2,996cc SOHC Inline 6-Cylinder Engine
Bosch Mechanical Fuel Injection
240bhp at 6,100rpm
4-Speed Manual Transmission
4-Wheel Independent Suspension
4-Wheel Drum Brakes

*In single-family ownership for 57 years
*Superb, nut-and-bolt restoration to factory specifications
*Matching numbers and retaining original coachwork
*Well-documented example, eligible for the finest events Globally


Instantly recognizable not only by automobile buffs, but virtually anyone on the planet, the immortal 300SL (for Sports Leicht) Gullwing coupe arguably competes for the title of "Greatest Sports Car of the 1950s," and surely qualifies for anyone's Top 10 list of the greatest automobiles of all time. A period favorite of wealthy celebrities, it ranks today among the most valued and collectable sports cars ever produced.
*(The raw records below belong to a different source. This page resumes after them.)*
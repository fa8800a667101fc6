use vello_cpu::kurbo::Shape as _;

use crate::foundation::core::{Canvas, Point};
use crate::foundation::error::{CollatzError, CollatzResult};
use crate::render::composite::{fill, over_in_place};
use crate::render::frame::FrameRGBA;
use crate::render::viewport::Viewport;
use crate::render::TreeStyle;
use crate::tree::{PlotLimits, Segment};

/// CPU rasterizer that accumulates tree segments on a fixed camera frame.
///
/// Each call to [`TreeRasterizer::draw_segments`] strokes its batch into a scratch layer with
/// `vello_cpu`, then composites that layer over everything drawn so far.
pub struct TreeRasterizer {
    width: u16,
    height: u16,
    viewport: Viewport,
    style: TreeStyle,
    accum: Vec<u8>,
    layer: vello_cpu::Pixmap,
    segments_drawn: u64,
}

impl TreeRasterizer {
    /// New canvas cleared to the style background.
    pub fn new(canvas: Canvas, limits: &PlotLimits, style: TreeStyle) -> CollatzResult<Self> {
        canvas.validate()?;
        style.validate()?;
        let width: u16 = canvas
            .width
            .try_into()
            .map_err(|_| CollatzError::render("canvas width exceeds u16"))?;
        let height: u16 = canvas
            .height
            .try_into()
            .map_err(|_| CollatzError::render("canvas height exceeds u16"))?;

        let mut accum = vec![0u8; canvas.width as usize * canvas.height as usize * 4];
        fill(&mut accum, style.background.premul().to_array());

        let viewport = Viewport::fit(limits, canvas);
        tracing::debug!(
            width,
            height,
            px_per_unit = viewport.scale(),
            "tree rasterizer ready"
        );

        Ok(Self {
            width,
            height,
            viewport,
            style,
            accum,
            layer: vello_cpu::Pixmap::new(width, height),
            segments_drawn: 0,
        })
    }

    /// World-to-pixel mapping in use.
    pub fn viewport(&self) -> &Viewport {
        &self.viewport
    }

    /// Non-degenerate segments stroked so far.
    pub fn segments_drawn(&self) -> u64 {
        self.segments_drawn
    }

    /// Paint the start marker: a dot of `marker_size` pixels at the world origin.
    pub fn draw_origin(&mut self) -> CollatzResult<()> {
        if self.style.marker_size <= 0.0 {
            return Ok(());
        }
        let center = point_to_cpu(self.viewport.to_pixel(Point::ORIGIN));
        let dot = vello_cpu::kurbo::Circle::new(center, 0.5 * self.style.marker_size);

        let mut ctx = self.context();
        ctx.fill_path(&dot.to_path(0.1));
        self.composite(ctx)
    }

    /// Stroke every non-degenerate segment of `segments`; returns how many were drawn.
    pub fn draw_segments<'a>(
        &mut self,
        segments: impl IntoIterator<Item = &'a Segment>,
    ) -> CollatzResult<usize> {
        let mut ctx = self.context();
        ctx.set_stroke(vello_cpu::kurbo::Stroke::new(self.style.line_width));

        let mut drawn = 0usize;
        for seg in segments {
            if seg.is_degenerate() {
                continue;
            }
            let mut path = vello_cpu::kurbo::BezPath::new();
            path.move_to(point_to_cpu(self.viewport.to_pixel(seg.from)));
            path.line_to(point_to_cpu(self.viewport.to_pixel(seg.to)));
            ctx.stroke_path(&path);
            drawn += 1;
        }

        if drawn > 0 {
            self.composite(ctx)?;
            self.segments_drawn += drawn as u64;
        }
        Ok(drawn)
    }

    /// Copy of the current canvas.
    pub fn snapshot(&self) -> FrameRGBA {
        FrameRGBA {
            width: u32::from(self.width),
            height: u32::from(self.height),
            data: self.accum.clone(),
            premultiplied: true,
        }
    }

    fn context(&self) -> vello_cpu::RenderContext {
        let mut ctx = vello_cpu::RenderContext::new(self.width, self.height);
        ctx.set_transform(vello_cpu::kurbo::Affine::IDENTITY);
        let c = self.style.color.with_opacity(self.style.alpha);
        ctx.set_paint(vello_cpu::peniko::Color::from_rgba8(c.r, c.g, c.b, c.a));
        ctx
    }

    fn composite(&mut self, mut ctx: vello_cpu::RenderContext) -> CollatzResult<()> {
        fill(self.layer.data_as_u8_slice_mut(), [0, 0, 0, 0]);
        ctx.flush();
        ctx.render_to_pixmap(&mut self.layer);
        over_in_place(&mut self.accum, self.layer.data_as_u8_slice())
    }
}

fn point_to_cpu(p: Point) -> vello_cpu::kurbo::Point {
    vello_cpu::kurbo::Point::new(p.x, p.y)
}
The 300SL coupe was the direct descendant of Mercedes Benz' Le Mans W194 competition coupe, conceived in 1952 and aimed at wresting the World Sportscar Championship from Alfa Romeo, Ferrari, and Lancia, which were dominating post-war endurance racing. Mercedes Benz historian W. Robert Nitzke writes that company management wanted to jump back into Grand Prix racing, where it had been so successful before the war, but lacked the time necessary to design, build, and develop a new single-seater for the 1954 season. Instead, Chief Engineer Fritz Nallinger suggested that the company build a new two-seat sports car utilizing the strong in-line SOHC six-cylinder engine from its luxurious 300 series. Because the engine and drivetrain were relatively heavy, the chassis would have to be extremely light. Test Department manager Rudolf Uhlenhaut, having some experience with tubular chassis design, sat down with construction engineer Joseph Müller and laid out an extremely light (154 pounds) and rigid lattice-work chassis capable of accommodating the big in-line six. One major problem soon presented itself: there was no way to mount conventional doors without compromising the rigidity of the chassis. The solution was to raise the entry so that the doors cut into the roof, but that meant hinging them from the top, thus giving birth to this car's timeless signature design feature.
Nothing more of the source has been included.